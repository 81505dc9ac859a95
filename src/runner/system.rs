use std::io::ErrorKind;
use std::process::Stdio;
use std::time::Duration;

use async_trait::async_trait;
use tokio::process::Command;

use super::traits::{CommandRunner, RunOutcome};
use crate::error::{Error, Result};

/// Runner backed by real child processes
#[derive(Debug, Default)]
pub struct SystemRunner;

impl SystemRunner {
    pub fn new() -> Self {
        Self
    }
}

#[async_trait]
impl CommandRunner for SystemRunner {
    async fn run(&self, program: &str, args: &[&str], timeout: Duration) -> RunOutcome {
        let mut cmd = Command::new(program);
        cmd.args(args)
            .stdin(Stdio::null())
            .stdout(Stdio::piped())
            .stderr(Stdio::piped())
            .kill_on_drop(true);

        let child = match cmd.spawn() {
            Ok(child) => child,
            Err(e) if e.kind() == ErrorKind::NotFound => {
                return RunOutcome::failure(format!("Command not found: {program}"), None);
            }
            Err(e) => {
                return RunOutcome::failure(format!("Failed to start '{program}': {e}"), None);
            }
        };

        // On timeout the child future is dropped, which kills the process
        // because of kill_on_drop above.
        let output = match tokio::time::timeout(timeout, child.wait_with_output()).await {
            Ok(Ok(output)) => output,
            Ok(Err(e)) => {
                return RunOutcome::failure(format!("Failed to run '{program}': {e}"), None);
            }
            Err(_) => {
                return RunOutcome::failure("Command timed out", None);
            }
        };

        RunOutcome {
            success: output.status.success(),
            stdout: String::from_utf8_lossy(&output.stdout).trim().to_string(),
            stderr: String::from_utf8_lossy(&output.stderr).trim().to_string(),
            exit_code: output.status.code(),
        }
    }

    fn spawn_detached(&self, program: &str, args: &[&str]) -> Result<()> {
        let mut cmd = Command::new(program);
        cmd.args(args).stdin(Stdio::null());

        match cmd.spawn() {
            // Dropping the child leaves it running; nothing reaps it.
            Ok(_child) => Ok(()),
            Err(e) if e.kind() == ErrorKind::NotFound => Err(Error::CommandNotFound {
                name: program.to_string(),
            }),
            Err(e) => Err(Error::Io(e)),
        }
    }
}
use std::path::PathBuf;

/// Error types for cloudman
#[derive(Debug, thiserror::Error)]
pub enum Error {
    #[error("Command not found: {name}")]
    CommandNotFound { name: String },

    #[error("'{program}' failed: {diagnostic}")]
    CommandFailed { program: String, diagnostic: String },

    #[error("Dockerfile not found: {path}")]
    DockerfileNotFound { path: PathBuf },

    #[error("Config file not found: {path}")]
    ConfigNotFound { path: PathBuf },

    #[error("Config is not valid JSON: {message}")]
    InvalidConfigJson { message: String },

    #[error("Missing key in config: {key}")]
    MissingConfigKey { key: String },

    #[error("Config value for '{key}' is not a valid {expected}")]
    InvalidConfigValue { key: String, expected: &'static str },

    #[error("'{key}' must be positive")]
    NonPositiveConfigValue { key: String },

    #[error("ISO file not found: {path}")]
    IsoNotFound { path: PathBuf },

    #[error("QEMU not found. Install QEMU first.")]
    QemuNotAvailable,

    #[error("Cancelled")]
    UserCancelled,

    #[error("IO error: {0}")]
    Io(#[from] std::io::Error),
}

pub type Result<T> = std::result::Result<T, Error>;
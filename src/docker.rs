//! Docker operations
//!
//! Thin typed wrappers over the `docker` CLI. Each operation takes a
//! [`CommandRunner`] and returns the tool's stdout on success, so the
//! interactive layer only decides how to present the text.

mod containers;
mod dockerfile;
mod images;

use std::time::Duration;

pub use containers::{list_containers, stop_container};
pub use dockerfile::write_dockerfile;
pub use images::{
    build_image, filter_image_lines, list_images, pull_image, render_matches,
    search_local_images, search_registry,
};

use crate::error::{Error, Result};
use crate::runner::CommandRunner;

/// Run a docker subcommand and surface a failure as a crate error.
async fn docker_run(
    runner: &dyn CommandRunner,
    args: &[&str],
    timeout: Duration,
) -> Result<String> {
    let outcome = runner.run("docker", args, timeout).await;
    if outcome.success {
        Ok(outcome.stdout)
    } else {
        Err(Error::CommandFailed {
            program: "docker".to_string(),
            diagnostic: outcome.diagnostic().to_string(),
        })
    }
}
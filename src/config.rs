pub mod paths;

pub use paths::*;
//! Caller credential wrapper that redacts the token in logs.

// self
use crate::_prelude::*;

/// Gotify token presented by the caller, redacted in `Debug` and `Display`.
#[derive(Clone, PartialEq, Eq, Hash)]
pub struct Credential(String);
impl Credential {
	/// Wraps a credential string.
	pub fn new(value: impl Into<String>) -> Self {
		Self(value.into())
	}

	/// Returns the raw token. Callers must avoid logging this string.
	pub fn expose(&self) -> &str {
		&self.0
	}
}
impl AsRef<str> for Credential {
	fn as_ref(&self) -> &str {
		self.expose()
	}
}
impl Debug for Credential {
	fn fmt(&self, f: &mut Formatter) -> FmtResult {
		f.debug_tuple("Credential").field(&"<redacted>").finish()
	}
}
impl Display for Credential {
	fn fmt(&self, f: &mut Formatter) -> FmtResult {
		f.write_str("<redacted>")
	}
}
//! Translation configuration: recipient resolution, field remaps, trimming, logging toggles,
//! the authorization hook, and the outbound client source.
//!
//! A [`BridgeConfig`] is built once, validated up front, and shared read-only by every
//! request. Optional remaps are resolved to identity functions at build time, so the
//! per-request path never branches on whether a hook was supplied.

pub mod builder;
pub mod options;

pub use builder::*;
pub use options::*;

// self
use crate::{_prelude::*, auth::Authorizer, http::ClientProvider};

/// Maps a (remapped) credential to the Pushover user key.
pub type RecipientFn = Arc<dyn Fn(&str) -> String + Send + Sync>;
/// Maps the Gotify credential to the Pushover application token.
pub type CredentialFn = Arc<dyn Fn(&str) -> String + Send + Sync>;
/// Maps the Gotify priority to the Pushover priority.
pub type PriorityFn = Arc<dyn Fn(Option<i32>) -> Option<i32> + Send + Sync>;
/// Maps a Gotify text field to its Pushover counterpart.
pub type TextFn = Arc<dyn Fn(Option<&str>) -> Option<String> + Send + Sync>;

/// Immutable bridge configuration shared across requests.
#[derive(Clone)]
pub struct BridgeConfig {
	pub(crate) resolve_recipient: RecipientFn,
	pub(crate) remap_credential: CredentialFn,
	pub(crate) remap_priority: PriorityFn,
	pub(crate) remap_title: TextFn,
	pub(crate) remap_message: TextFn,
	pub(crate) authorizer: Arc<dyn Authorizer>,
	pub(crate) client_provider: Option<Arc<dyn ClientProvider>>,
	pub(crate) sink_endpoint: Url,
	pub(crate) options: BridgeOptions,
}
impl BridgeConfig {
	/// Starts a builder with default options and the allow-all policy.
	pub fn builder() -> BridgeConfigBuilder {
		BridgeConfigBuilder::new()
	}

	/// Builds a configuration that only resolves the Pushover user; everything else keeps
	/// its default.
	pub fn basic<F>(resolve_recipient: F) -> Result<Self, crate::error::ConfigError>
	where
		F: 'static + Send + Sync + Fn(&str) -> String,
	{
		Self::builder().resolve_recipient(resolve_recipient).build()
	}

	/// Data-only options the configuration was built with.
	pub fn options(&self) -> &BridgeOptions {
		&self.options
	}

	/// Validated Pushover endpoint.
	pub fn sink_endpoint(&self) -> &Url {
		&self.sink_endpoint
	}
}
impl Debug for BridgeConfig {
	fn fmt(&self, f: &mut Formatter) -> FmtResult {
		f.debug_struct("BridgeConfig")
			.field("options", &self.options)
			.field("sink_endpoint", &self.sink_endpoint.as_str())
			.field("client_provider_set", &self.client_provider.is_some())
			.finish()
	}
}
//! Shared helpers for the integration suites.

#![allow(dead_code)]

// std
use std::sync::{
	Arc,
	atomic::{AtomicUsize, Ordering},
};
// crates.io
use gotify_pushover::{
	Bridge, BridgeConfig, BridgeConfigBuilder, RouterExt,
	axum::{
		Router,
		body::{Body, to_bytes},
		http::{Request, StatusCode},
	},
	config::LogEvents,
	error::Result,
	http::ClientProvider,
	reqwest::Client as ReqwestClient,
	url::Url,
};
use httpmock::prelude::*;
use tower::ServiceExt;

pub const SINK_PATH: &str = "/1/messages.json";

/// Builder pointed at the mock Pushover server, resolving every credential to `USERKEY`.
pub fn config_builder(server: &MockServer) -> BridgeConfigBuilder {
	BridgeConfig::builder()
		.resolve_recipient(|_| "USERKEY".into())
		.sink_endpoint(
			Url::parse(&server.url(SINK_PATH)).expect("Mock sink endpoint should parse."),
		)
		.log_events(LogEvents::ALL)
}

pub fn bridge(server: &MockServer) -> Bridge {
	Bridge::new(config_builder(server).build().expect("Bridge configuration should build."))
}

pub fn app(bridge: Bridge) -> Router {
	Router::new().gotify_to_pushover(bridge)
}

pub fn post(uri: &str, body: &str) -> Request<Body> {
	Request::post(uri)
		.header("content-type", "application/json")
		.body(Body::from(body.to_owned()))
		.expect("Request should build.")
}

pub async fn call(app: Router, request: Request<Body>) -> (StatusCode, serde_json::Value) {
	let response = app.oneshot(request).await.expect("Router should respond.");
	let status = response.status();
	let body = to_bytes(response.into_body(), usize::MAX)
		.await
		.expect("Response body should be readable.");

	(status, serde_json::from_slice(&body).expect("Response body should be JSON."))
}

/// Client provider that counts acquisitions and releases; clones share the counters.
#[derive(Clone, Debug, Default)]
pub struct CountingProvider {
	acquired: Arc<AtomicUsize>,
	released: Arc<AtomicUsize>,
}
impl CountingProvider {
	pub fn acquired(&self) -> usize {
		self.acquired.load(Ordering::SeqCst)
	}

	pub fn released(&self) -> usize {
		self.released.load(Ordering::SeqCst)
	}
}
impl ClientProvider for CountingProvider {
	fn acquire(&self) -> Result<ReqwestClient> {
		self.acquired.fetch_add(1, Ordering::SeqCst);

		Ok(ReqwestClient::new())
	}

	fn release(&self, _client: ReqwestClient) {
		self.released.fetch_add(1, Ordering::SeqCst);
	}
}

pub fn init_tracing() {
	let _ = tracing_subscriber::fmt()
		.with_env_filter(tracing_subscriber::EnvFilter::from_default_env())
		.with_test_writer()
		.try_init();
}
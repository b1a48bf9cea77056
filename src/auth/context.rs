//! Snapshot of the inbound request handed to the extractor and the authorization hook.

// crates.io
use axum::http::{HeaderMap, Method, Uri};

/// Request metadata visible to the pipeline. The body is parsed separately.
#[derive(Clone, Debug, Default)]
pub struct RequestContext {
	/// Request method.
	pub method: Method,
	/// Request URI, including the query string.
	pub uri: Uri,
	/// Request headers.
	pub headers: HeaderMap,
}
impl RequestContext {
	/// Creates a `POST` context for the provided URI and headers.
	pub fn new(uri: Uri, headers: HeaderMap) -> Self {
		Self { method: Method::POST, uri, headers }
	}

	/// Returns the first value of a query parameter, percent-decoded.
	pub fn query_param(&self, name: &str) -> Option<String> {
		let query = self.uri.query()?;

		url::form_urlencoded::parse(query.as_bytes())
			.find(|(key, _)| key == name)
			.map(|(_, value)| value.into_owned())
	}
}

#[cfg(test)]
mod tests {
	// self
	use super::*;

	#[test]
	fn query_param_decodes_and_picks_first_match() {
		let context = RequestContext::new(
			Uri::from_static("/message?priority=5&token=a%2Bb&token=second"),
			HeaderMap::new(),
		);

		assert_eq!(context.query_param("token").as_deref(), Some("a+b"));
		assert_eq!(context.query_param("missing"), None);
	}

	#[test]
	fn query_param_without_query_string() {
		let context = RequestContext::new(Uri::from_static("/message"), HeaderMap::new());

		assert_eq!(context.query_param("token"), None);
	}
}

::::

**Action item**
Check each line above for the word "PriorityFn", and copy the lines where it appears.

**Answer for the task**
pub type PriorityFn = Arc<dyn Fn(Option<i32>) -> Option<i32> + Send + Sync>;
	pub(crate) remap_priority: PriorityFn,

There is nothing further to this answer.